**The task**
The whole listing below needs to be retyped without a single change.

**Data for the task**
#[cfg(test)]
mod tests {
    use super::*;
    use crate::records::{rtype, CLASS_IN};
    use std::net::Ipv4Addr;

    /// Standard query for www.facebook.com, type A, class IN.
    const QUERY_FACEBOOK: &[u8] = &[
        0xf9, 0xc1, 0x01, 0x00, 0x00, 0x01, 0x00, 0x00, 0x00, 0x00, 0x00, 0x00, 0x03, 0x77,
        0x77, 0x77, 0x08, 0x66, 0x61, 0x63, 0x65, 0x62, 0x6f, 0x6f, 0x6b, 0x03, 0x63, 0x6f,
        0x6d, 0x00, 0x00, 0x01, 0x00, 0x01,
    ];

    /// Response with a CNAME answer and an A answer whose name is a
    /// compression pointer into the CNAME's rdata.
    const RESPONSE_FACEBOOK: &[u8] = &[
        0xf9, 0xc1, 0x81, 0x80, 0x00, 0x01, 0x00, 0x02, 0x00, 0x00, 0x00, 0x00, 0x03, 0x77,
        0x77, 0x77, 0x08, 0x66, 0x61, 0x63, 0x65, 0x62, 0x6f, 0x6f, 0x6b, 0x03, 0x63, 0x6f,
        0x6d, 0x00, 0x00, 0x01, 0x00, 0x01, 0xc0, 0x0c, 0x00, 0x05, 0x00, 0x01, 0x00, 0x00,
        0x0c, 0xa6, 0x00, 0x11, 0x09, 0x73, 0x74, 0x61, 0x72, 0x2d, 0x6d, 0x69, 0x6e, 0x69,
        0x04, 0x63, 0x31, 0x30, 0x72, 0xc0, 0x10, 0xc0, 0x2e, 0x00, 0x01, 0x00, 0x01, 0x00,
        0x00, 0x00, 0x15, 0x00, 0x04, 0x9d, 0xf0, 0x0e, 0x23,
    ];

    #[test]
    fn decodes_plain_query() {
        let msg = read_message(QUERY_FACEBOOK).unwrap();
        assert_eq!(msg.id, 0xf9c1);
        assert_eq!(msg.questions.len(), 1);
        assert_eq!(msg.answers.len(), 0);
        let q = &msg.questions[0];
        assert_eq!(q.name, "www.facebook.com");
        assert_eq!(q.qtype, rtype::A);
        assert_eq!(q.qclass, CLASS_IN);
    }

    #[test]
    fn decodes_independently_constructed_query() {
        let mut msg = Message::new(0x0111);
        msg.add_question(Question {
            name: "www.site1.com".into(),
            qtype: rtype::A,
            qclass: CLASS_IN,
        });
        let wire = encode_message(&msg);
        let decoded = read_message(&wire).unwrap();
        assert_eq!(decoded.id, 0x0111);
        assert_eq!(decoded.questions[0].name, "www.site1.com");
    }

    #[test]
    fn decodes_compressed_answer_names() {
        let msg = read_message(RESPONSE_FACEBOOK).unwrap();
        assert_eq!(msg.id, 0xf9c1);
        assert_eq!(msg.answers.len(), 2);

        let cname = &msg.answers[0];
        assert_eq!(cname.name, "www.facebook.com");
        assert_eq!(cname.rtype, rtype::CNAME);
        assert_eq!(cname.ttl, 3238);
        assert_eq!(
            cname.data,
            RecordData::Cname("star-mini.c10r.facebook.com".into())
        );

        // The second answer's name is a pointer into the first answer's
        // rdata and must decode to the identical string.
        let a = &msg.answers[1];
        assert_eq!(a.name, "star-mini.c10r.facebook.com");
        assert_eq!(a.rtype, rtype::A);
        assert_eq!(a.ttl, 21);
        assert_eq!(a.data, RecordData::A(Ipv4Addr::new(157, 240, 14, 35)));
    }

    #[test]
    fn compressed_names_survive_reencoding() {
        let msg = read_message(RESPONSE_FACEBOOK).unwrap();
        let wire = encode_message(&msg);
        let again = read_message(&wire).unwrap();
        assert_eq!(again, msg);
        assert_eq!(again.answers[1].name, msg.answers[1].name);
    }

    #[test]
    fn round_trips_constructed_message() {
        let mut msg = Message::new(0x0222);
        msg.add_question(Question {
            name: "www.site2.com".into(),
            qtype: rtype::CNAME,
            qclass: CLASS_IN,
        });
        msg.add_answer(ResourceRecord {
            name: "www.site2.com".into(),
            rtype: rtype::CNAME,
            rclass: CLASS_IN,
            ttl: 60,
            data: RecordData::Cname("alias.s01.site2.com".into()),
        });
        msg.add_answer(ResourceRecord {
            name: "alias.s01.site2.com".into(),
            rtype: rtype::A,
            rclass: CLASS_IN,
            ttl: 60,
            data: RecordData::A(Ipv4Addr::new(192, 168, 1, 1)),
        });
        msg.set_response();

        let decoded = read_message(&encode_message(&msg)).unwrap();
        assert_eq!(decoded, msg);
    }

    #[test]
    fn unknown_record_type_decodes_as_raw() {
        let mut msg = Message::new(0x0333);
        msg.add_answer(ResourceRecord {
            name: "example.com".into(),
            rtype: rtype::TXT,
            rclass: CLASS_IN,
            ttl: 30,
            data: RecordData::Raw(vec![0x04, b't', b'e', b's', b't']),
        });
        let decoded = read_message(&encode_message(&msg)).unwrap();
        assert_eq!(decoded.answers[0].data, msg.answers[0].data);
    }

    #[test]
    fn pointer_cycle_is_rejected() {
        // Pointer at offset 12 redirecting to itself.
        let mut buf = vec![
            0x00, 0x01, 0x01, 0x00, 0x00, 0x01, 0x00, 0x00, 0x00, 0x00, 0x00, 0x00,
        ];
        buf.extend_from_slice(&[0xc0, 0x0c, 0x00, 0x01, 0x00, 0x01]);
        match read_message(&buf) {
            Err(DnsError::MalformedMessage(_)) => {}
            other => panic!("expected MalformedMessage, got {:?}", other),
        }
    }

    #[test]
    fn pointer_cycle_in_name_is_rejected() {
        let buf = [0xc0, 0x00];
        let mut cur = Cursor::new(&buf);
        match cur.read_name() {
            Err(DnsError::MalformedName(_)) => {}
            other => panic!("expected MalformedName, got {:?}", other),
        }
    }

    #[test]
    fn invalid_label_tag_is_rejected() {
        // 0x40 sets a reserved top-two-bit pattern.
        let buf = [0x40, 0x00];
        let mut cur = Cursor::new(&buf);
        assert!(matches!(cur.read_name(), Err(DnsError::MalformedName(_))));
    }

    #[test]
    fn overlong_name_is_rejected() {
        let mut buf = Vec::new();
        for _ in 0..4 {
            buf.push(63);
            buf.extend_from_slice(&[b'a'; 63]);
        }
        buf.push(0);
        let mut cur = Cursor::new(&buf);
        assert!(matches!(cur.read_name(), Err(DnsError::NameTooLong)));
    }

    #[test]
    fn truncated_header_is_rejected() {
        assert!(matches!(
            read_message(&[0xf9, 0xc1, 0x01]),
            Err(DnsError::MalformedMessage(_))
        ));
    }

    #[test]
    fn truncated_question_is_rejected() {
        // Header claims one question but the name never terminates.
        let buf = [
            0x00, 0x01, 0x01, 0x00, 0x00, 0x01, 0x00, 0x00, 0x00, 0x00, 0x00, 0x00, 0x03,
            0x77, 0x77,
        ];
        assert!(matches!(
            read_message(&buf),
            Err(DnsError::MalformedMessage(_))
        ));
    }

    #[test]
    fn cursor_reads_are_bounds_checked() {
        let mut cur = Cursor::new(&[0x01]);
        assert_eq!(cur.read_u8().unwrap(), 0x01);
        assert!(matches!(
            cur.read_u16(),
            Err(DnsError::TruncatedBuffer { .. })
        ));
    }
}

**Task answer**
#[cfg(test)]
mod tests {
    use super::*;
    use crate::records::{rtype, CLASS_IN};
    use std::net::Ipv4Addr;

    /// Standard query for www.facebook.com, type A, class IN.
    const QUERY_FACEBOOK: &[u8] = &[
        0xf9, 0xc1, 0x01, 0x00, 0x00, 0x01, 0x00, 0x00, 0x00, 0x00, 0x00, 0x00, 0x03, 0x77,
        0x77, 0x77, 0x08, 0x66, 0x61, 0x63, 0x65, 0x62, 0x6f, 0x6f, 0x6b, 0x03, 0x63, 0x6f,
        0x6d, 0x00, 0x00, 0x01, 0x00, 0x01,
    ];

    /// Response with a CNAME answer and an A answer whose name is a
    /// compression pointer into the CNAME's rdata.
    const RESPONSE_FACEBOOK: &[u8] = &[
        0xf9, 0xc1, 0x81, 0x80, 0x00, 0x01, 0x00, 0x02, 0x00, 0x00, 0x00, 0x00, 0x03, 0x77,
        0x77, 0x77, 0x08, 0x66, 0x61, 0x63, 0x65, 0x62, 0x6f, 0x6f, 0x6b, 0x03, 0x63, 0x6f,
        0x6d, 0x00, 0x00, 0x01, 0x00, 0x01, 0xc0, 0x0c, 0x00, 0x05, 0x00, 0x01, 0x00, 0x00,
        0x0c, 0xa6, 0x00, 0x11, 0x09, 0x73, 0x74, 0x61, 0x72, 0x2d, 0x6d, 0x69, 0x6e, 0x69,
        0x04, 0x63, 0x31, 0x30, 0x72, 0xc0, 0x10, 0xc0, 0x2e, 0x00, 0x01, 0x00, 0x01, 0x00,
        0x00, 0x00, 0x15, 0x00, 0x04, 0x9d, 0xf0, 0x0e, 0x23,
    ];

    #[test]
    fn decodes_plain_query() {
        let msg = read_message(QUERY_FACEBOOK).unwrap();
        assert_eq!(msg.id, 0xf9c1);
        assert_eq!(msg.questions.len(), 1);
        assert_eq!(msg.answers.len(), 0);
        let q = &msg.questions[0];
        assert_eq!(q.name, "www.facebook.com");
        assert_eq!(q.qtype, rtype::A);
        assert_eq!(q.qclass, CLASS_IN);
    }

    #[test]
    fn decodes_independently_constructed_query() {
        let mut msg = Message::new(0x0111);
        msg.add_question(Question {
            name: "www.site1.com".into(),
            qtype: rtype::A,
            qclass: CLASS_IN,
        });
        let wire = encode_message(&msg);
        let decoded = read_message(&wire).unwrap();
        assert_eq!(decoded.id, 0x0111);
        assert_eq!(decoded.questions[0].name, "www.site1.com");
    }

    #[test]
    fn decodes_compressed_answer_names() {
        let msg = read_message(RESPONSE_FACEBOOK).unwrap();
        assert_eq!(msg.id, 0xf9c1);
        assert_eq!(msg.answers.len(), 2);

        let cname = &msg.answers[0];
        assert_eq!(cname.name, "www.facebook.com");
        assert_eq!(cname.rtype, rtype::CNAME);
        assert_eq!(cname.ttl, 3238);
        assert_eq!(
            cname.data,
            RecordData::Cname("star-mini.c10r.facebook.com".into())
        );

        // The second answer's name is a pointer into the first answer's
        // rdata and must decode to the identical string.
        let a = &msg.answers[1];
        assert_eq!(a.name, "star-mini.c10r.facebook.com");
        assert_eq!(a.rtype, rtype::A);
        assert_eq!(a.ttl, 21);
        assert_eq!(a.data, RecordData::A(Ipv4Addr::new(157, 240, 14, 35)));
    }

    #[test]
    fn compressed_names_survive_reencoding() {
        let msg = read_message(RESPONSE_FACEBOOK).unwrap();
        let wire = encode_message(&msg);
        let again = read_message(&wire).unwrap();
        assert_eq!(again, msg);
        assert_eq!(again.answers[1].name, msg.answers[1].name);
    }

    #[test]
    fn round_trips_constructed_message() {
        let mut msg = Message::new(0x0222);
        msg.add_question(Question {
            name: "www.site2.com".into(),
            qtype: rtype::CNAME,
            qclass: CLASS_IN,
        });
        msg.add_answer(ResourceRecord {
            name: "www.site2.com".into(),
            rtype: rtype::CNAME,
            rclass: CLASS_IN,
            ttl: 60,
            data: RecordData::Cname("alias.s01.site2.com".into()),
        });
        msg.add_answer(ResourceRecord {
            name: "alias.s01.site2.com".into(),
            rtype: rtype::A,
            rclass: CLASS_IN,
            ttl: 60,
            data: RecordData::A(Ipv4Addr::new(192, 168, 1, 1)),
        });
        msg.set_response();

        let decoded = read_message(&encode_message(&msg)).unwrap();
        assert_eq!(decoded, msg);
    }

    #[test]
    fn unknown_record_type_decodes_as_raw() {
        let mut msg = Message::new(0x0333);
        msg.add_answer(ResourceRecord {
            name: "example.com".into(),
            rtype: rtype::TXT,
            rclass: CLASS_IN,
            ttl: 30,
            data: RecordData::Raw(vec![0x04, b't', b'e', b's', b't']),
        });
        let decoded = read_message(&encode_message(&msg)).unwrap();
        assert_eq!(decoded.answers[0].data, msg.answers[0].data);
    }

    #[test]
    fn pointer_cycle_is_rejected() {
        // Pointer at offset 12 redirecting to itself.
        let mut buf = vec![
            0x00, 0x01, 0x01, 0x00, 0x00, 0x01, 0x00, 0x00, 0x00, 0x00, 0x00, 0x00,
        ];
        buf.extend_from_slice(&[0xc0, 0x0c, 0x00, 0x01, 0x00, 0x01]);
        match read_message(&buf) {
            Err(DnsError::MalformedMessage(_)) => {}
            other => panic!("expected MalformedMessage, got {:?}", other),
        }
    }

    #[test]
    fn pointer_cycle_in_name_is_rejected() {
        let buf = [0xc0, 0x00];
        let mut cur = Cursor::new(&buf);
        match cur.read_name() {
            Err(DnsError::MalformedName(_)) => {}
            other => panic!("expected MalformedName, got {:?}", other),
        }
    }

    #[test]
    fn invalid_label_tag_is_rejected() {
        // 0x40 sets a reserved top-two-bit pattern.
        let buf = [0x40, 0x00];
        let mut cur = Cursor::new(&buf);
        assert!(matches!(cur.read_name(), Err(DnsError::MalformedName(_))));
    }

    #[test]
    fn overlong_name_is_rejected() {
        let mut buf = Vec::new();
        for _ in 0..4 {
            buf.push(63);
            buf.extend_from_slice(&[b'a'; 63]);
        }
        buf.push(0);
        let mut cur = Cursor::new(&buf);
        assert!(matches!(cur.read_name(), Err(DnsError::NameTooLong)));
    }

    #[test]
    fn truncated_header_is_rejected() {
        assert!(matches!(
            read_message(&[0xf9, 0xc1, 0x01]),
            Err(DnsError::MalformedMessage(_))
        ));
    }

    #[test]
    fn truncated_question_is_rejected() {
        // Header claims one question but the name never terminates.
        let buf = [
            0x00, 0x01, 0x01, 0x00, 0x00, 0x01, 0x00, 0x00, 0x00, 0x00, 0x00, 0x00, 0x03,
            0x77, 0x77,
        ];
        assert!(matches!(
            read_message(&buf),
            Err(DnsError::MalformedMessage(_))
        ));
    }

    #[test]
    fn cursor_reads_are_bounds_checked() {
        let mut cur = Cursor::new(&[0x01]);
        assert_eq!(cur.read_u8().unwrap(), 0x01);
        assert!(matches!(
            cur.read_u16(),
            Err(DnsError::TruncatedBuffer { .. })
        ));
    }
}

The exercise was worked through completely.